EXERCISE AIM: Write out again each line of the material below, unchanged, from the first one to the line that holds "preference order (highest".

═════ RECORDS ═════

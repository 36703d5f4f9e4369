// src/resolver/provider.rs

//! resolvo dependency provider over a package closure
//!
//! Each package name is one resolvo name, so at most one package per name
//! can be selected. Solvable ids are handed out in preference order (highest
//! EVR first, then name, the primary architecture ahead of noarch ahead of
//! the rest, arch name and repository order), which makes candidate
//! sorting and the order of alternatives in a union the same total order.
//!
//! Everything is computed up front in [`RpmProvider::new`]; the resolvo
//! callbacks are plain lookups.

use super::closure::{Closure, PackageFilter};
use crate::universe::{PackageId, Universe};
use resolvo::{
    Candidates, Condition, ConditionId, ConditionalRequirement, Dependencies, DependencyProvider,
    HintDependenciesAvailable, Interner, KnownDependencies, NameId, Requirement, SolvableId,
    SolverCache, StringId, VersionSetId, VersionSetUnionId,
};
use std::cmp::Ordering;
use std::collections::{BTreeMap, BTreeSet, HashMap};
use std::fmt::Display;

/// Which solvables of a name a version set admits
#[derive(Debug, Clone, PartialEq, Eq, Hash)]
enum SetKind {
    Any,
    /// Sorted solvable ids
    OneOf(Vec<u32>),
    /// Sorted solvable ids
    NoneOf(Vec<u32>),
}

impl SetKind {
    fn contains(&self, solvable: SolvableId) -> bool {
        match self {
            SetKind::Any => true,
            SetKind::OneOf(ids) => ids.binary_search(&solvable.0).is_ok(),
            SetKind::NoneOf(ids) => ids.binary_search(&solvable.0).is_err(),
        }
    }
}

#[derive(Debug)]
struct VersionSet {
    name: NameId,
    kind: SetKind,
    label: String,
}

#[derive(Debug)]
struct Solvable {
    package: PackageId,
    name: NameId,
}

#[derive(Debug, Clone, Copy)]
enum Req {
    Single(VersionSetId),
    Union(VersionSetUnionId),
}

#[derive(Debug)]
enum Deps {
    Known {
        requirements: Vec<Req>,
        constrains: Vec<VersionSetId>,
    },
    Unknown(StringId),
}

/// Preference order between two packages: newest first
fn preference(universe: &Universe, filter: &PackageFilter<'_>, a: PackageId, b: PackageId) -> Ordering {
    let pa = universe.package(a);
    let pb = universe.package(b);
    pb.version
        .cmp(&pa.version)
        .then_with(|| pa.name.cmp(&pb.name))
        .then_with(|| filter.arch_rank(pa).cmp(&filter.arch_rank(pb)))
        .then_with(|| pa.arch.cmp(&pb.arch))
        .then_with(|| {
            universe
                .repository_rank(&pa.repository)
                .cmp(&universe.repository_rank(&pb.repository))
        })
        .then_with(|| a.cmp(&b))
}

pub(crate) struct RpmProvider<'u> {
    universe: &'u Universe,
    names: Vec<String>,
    name_lookup: HashMap<String, NameId>,
    solvables: Vec<Solvable>,
    solvable_lookup: HashMap<PackageId, SolvableId>,
    candidates: Vec<Vec<SolvableId>>,
    excluded: Vec<Vec<(SolvableId, StringId)>>,
    version_sets: Vec<VersionSet>,
    set_lookup: HashMap<(NameId, SetKind, String), VersionSetId>,
    unions: Vec<Vec<VersionSetId>>,
    strings: Vec<String>,
    dependencies: Vec<Deps>,
}

impl<'u> RpmProvider<'u> {
    pub fn new(universe: &'u Universe, closure: &Closure, filter: &PackageFilter<'_>) -> Self {
        let mut members: Vec<PackageId> = closure
            .involved
            .iter()
            .chain(closure.excluded.keys())
            .copied()
            .collect::<BTreeSet<_>>()
            .into_iter()
            .collect();
        members.sort_by(|a, b| preference(universe, filter, *a, *b));

        let mut provider = Self {
            universe,
            names: Vec::new(),
            name_lookup: HashMap::new(),
            solvables: Vec::with_capacity(members.len()),
            solvable_lookup: HashMap::with_capacity(members.len()),
            candidates: Vec::new(),
            excluded: Vec::new(),
            version_sets: Vec::new(),
            set_lookup: HashMap::new(),
            unions: Vec::new(),
            strings: Vec::new(),
            dependencies: Vec::with_capacity(members.len()),
        };

        // Solvable ids follow preference order
        for package in members {
            let name = provider.intern_name(&universe.package(package).name);
            let id = SolvableId(provider.solvables.len() as u32);
            provider.solvables.push(Solvable { package, name });
            provider.solvable_lookup.insert(package, id);
            provider.candidates[name.0 as usize].push(id);
        }

        for (&target, &by) in &closure.excluded {
            let reason = provider.intern_string(format!("obsoleted by {}", universe.package(by).nevra()));
            let solvable = provider.solvable_lookup[&target];
            let name = provider.solvables[solvable.0 as usize].name;
            provider.excluded[name.0 as usize].push((solvable, reason));
        }

        for index in 0..provider.solvables.len() {
            let deps = provider.build_dependencies(closure, SolvableId(index as u32));
            provider.dependencies.push(deps);
        }

        provider
    }

    /// Package behind each solvable, indexed by solvable id
    pub fn solvable_packages(&self) -> Vec<PackageId> {
        self.solvables.iter().map(|s| s.package).collect()
    }

    /// Top-level requirement for a requested package name
    pub fn root_requirement(&mut self, name: &str) -> Option<ConditionalRequirement> {
        let name_id = *self.name_lookup.get(name)?;
        let set = self.intern_version_set(name_id, SetKind::Any, format!("(requested {})", name));
        Some(ConditionalRequirement {
            condition: None,
            requirement: Requirement::Single(set),
        })
    }

    fn intern_name(&mut self, name: &str) -> NameId {
        if let Some(id) = self.name_lookup.get(name) {
            return *id;
        }
        let id = NameId(self.names.len() as u32);
        self.names.push(name.to_string());
        self.name_lookup.insert(name.to_string(), id);
        self.candidates.push(Vec::new());
        self.excluded.push(Vec::new());
        id
    }

    fn intern_string(&mut self, value: String) -> StringId {
        let id = StringId(self.strings.len() as u32);
        self.strings.push(value);
        id
    }

    fn intern_version_set(&mut self, name: NameId, kind: SetKind, label: String) -> VersionSetId {
        let key = (name, kind, label);
        if let Some(id) = self.set_lookup.get(&key) {
            return *id;
        }
        let id = VersionSetId(self.version_sets.len() as u32);
        self.version_sets.push(VersionSet {
            name: key.0,
            kind: key.1.clone(),
            label: key.2.clone(),
        });
        self.set_lookup.insert(key, id);
        id
    }

    /// Best (lowest) solvable id a version set admits
    fn best_in(&self, set: VersionSetId) -> u32 {
        let set = &self.version_sets[set.0 as usize];
        self.candidates[set.name.0 as usize]
            .iter()
            .find(|s| set.kind.contains(**s))
            .map(|s| s.0)
            .unwrap_or(u32::MAX)
    }

    fn build_dependencies(&mut self, closure: &Closure, solvable: SolvableId) -> Deps {
        let universe = self.universe;
        let package_id = self.solvables[solvable.0 as usize].package;
        let package = universe.package(package_id);

        // Obsoleted packages are never installed, their dependencies do not matter
        if closure.excluded.contains_key(&package_id) {
            return Deps::Known {
                requirements: Vec::new(),
                constrains: Vec::new(),
            };
        }

        let Some(requirements) = closure.requirements.get(&package_id) else {
            return Deps::Known {
                requirements: Vec::new(),
                constrains: Vec::new(),
            };
        };

        if let Some(missing) = &requirements.missing {
            let reason = self.intern_string(format!("nothing provides {} needed by {}", missing, package.nevra()));
            return Deps::Unknown(reason);
        }

        let mut reqs = Vec::with_capacity(requirements.clauses.len());
        for clause in &requirements.clauses {
            let mut by_name: BTreeMap<NameId, Vec<u32>> = BTreeMap::new();
            for provider in &clause.providers {
                if let Some(s) = self.solvable_lookup.get(provider) {
                    by_name
                        .entry(self.solvables[s.0 as usize].name)
                        .or_default()
                        .push(s.0);
                }
            }

            let mut sets: Vec<VersionSetId> = Vec::with_capacity(by_name.len());
            for (name, mut ids) in by_name {
                ids.sort_unstable();
                ids.dedup();
                let kind = if ids.len() == self.candidates[name.0 as usize].len() {
                    SetKind::Any
                } else {
                    SetKind::OneOf(ids)
                };
                sets.push(self.intern_version_set(name, kind, clause.label.clone()));
            }
            sets.sort_by_key(|set| self.best_in(*set));

            match sets.as_slice() {
                [] => {}
                [single] => reqs.push(Req::Single(*single)),
                _ => {
                    let union = VersionSetUnionId(self.unions.len() as u32);
                    self.unions.push(sets);
                    reqs.push(Req::Union(union));
                }
            }
        }

        let own_name = self.solvables[solvable.0 as usize].name;
        let mut constrains = Vec::new();
        for conflict in &package.conflicts {
            let mut by_name: BTreeMap<NameId, Vec<u32>> = BTreeMap::new();
            for provider in universe.providers(conflict) {
                if !closure.involved.contains(&provider) {
                    continue;
                }
                let Some(s) = self.solvable_lookup.get(&provider) else {
                    continue;
                };
                let name = self.solvables[s.0 as usize].name;
                if name != own_name {
                    by_name.entry(name).or_default().push(s.0);
                }
            }

            for (name, mut ids) in by_name {
                ids.sort_unstable();
                ids.dedup();
                let set = self.intern_version_set(name, SetKind::NoneOf(ids), format!("not providing {}", conflict));
                if !constrains.contains(&set) {
                    constrains.push(set);
                }
            }
        }

        Deps::Known {
            requirements: reqs,
            constrains,
        }
    }
}

impl Interner for RpmProvider<'_> {
    fn display_solvable(&self, solvable: SolvableId) -> impl Display + '_ {
        self.universe
            .package(self.solvables[solvable.0 as usize].package)
            .nevra()
    }

    fn display_solvable_name(&self, solvable: SolvableId) -> impl Display + '_ {
        self.names[self.solvables[solvable.0 as usize].name.0 as usize].as_str()
    }

    fn display_merged_solvables(&self, solvables: &[SolvableId]) -> impl Display + '_ {
        solvables
            .iter()
            .map(|s| {
                let package = self.universe.package(self.solvables[s.0 as usize].package);
                format!("{}.{}", package.version, package.arch)
            })
            .collect::<Vec<_>>()
            .join(" | ")
    }

    fn display_name(&self, name: NameId) -> impl Display + '_ {
        self.names[name.0 as usize].as_str()
    }

    fn display_version_set(&self, version_set: VersionSetId) -> impl Display + '_ {
        self.version_sets[version_set.0 as usize].label.as_str()
    }

    fn display_string(&self, string_id: StringId) -> impl Display + '_ {
        self.strings[string_id.0 as usize].as_str()
    }

    fn version_set_name(&self, version_set: VersionSetId) -> NameId {
        self.version_sets[version_set.0 as usize].name
    }

    fn solvable_name(&self, solvable: SolvableId) -> NameId {
        self.solvables[solvable.0 as usize].name
    }

    fn version_sets_in_union(
        &self,
        version_set_union: VersionSetUnionId,
    ) -> impl Iterator<Item = VersionSetId> {
        self.unions[version_set_union.0 as usize].clone().into_iter()
    }

    fn resolve_condition(&self, condition: ConditionId) -> Condition {
        // No conditional requirements are generated; mirror the id scheme anyway
        Condition::Requirement(VersionSetId(condition.as_u32()))
    }
}

impl DependencyProvider for RpmProvider<'_> {
    async fn filter_candidates(
        &self,
        candidates: &[SolvableId],
        version_set: VersionSetId,
        inverse: bool,
    ) -> Vec<SolvableId> {
        let kind = &self.version_sets[version_set.0 as usize].kind;
        candidates
            .iter()
            .copied()
            .filter(|s| kind.contains(*s) != inverse)
            .collect()
    }

    async fn get_candidates(&self, name: NameId) -> Option<Candidates> {
        let candidates = self.candidates.get(name.0 as usize)?;
        Some(Candidates {
            candidates: candidates.clone(),
            favored: None,
            locked: None,
            hint_dependencies_available: HintDependenciesAvailable::None,
            excluded: self.excluded[name.0 as usize].clone(),
        })
    }

    async fn sort_candidates(&self, _solver: &SolverCache<Self>, solvables: &mut [SolvableId]) {
        // Ids were assigned in preference order
        solvables.sort_by_key(|s| s.0);
    }

    async fn get_dependencies(&self, solvable: SolvableId) -> Dependencies {
        match &self.dependencies[solvable.0 as usize] {
            Deps::Unknown(reason) => Dependencies::Unknown(*reason),
            Deps::Known {
                requirements,
                constrains,
            } => Dependencies::Known(KnownDependencies {
                requirements: requirements
                    .iter()
                    .map(|req| ConditionalRequirement {
                        condition: None,
                        requirement: match *req {
                            Req::Single(set) => Requirement::Single(set),
                            Req::Union(union) => Requirement::Union(union),
                        },
                    })
                    .collect(),
                constrains: constrains.clone(),
            }),
        }
    }
}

═════

ANSWER TO THE PROBLEM:
repository 36703d5f4f9e4369
// src/resolver/provider.rs

//! resolvo dependency provider over a package closure
//!
//! Each package name is one resolvo name, so at most one package per name
//! can be selected. Solvable ids are handed out in preference order (highest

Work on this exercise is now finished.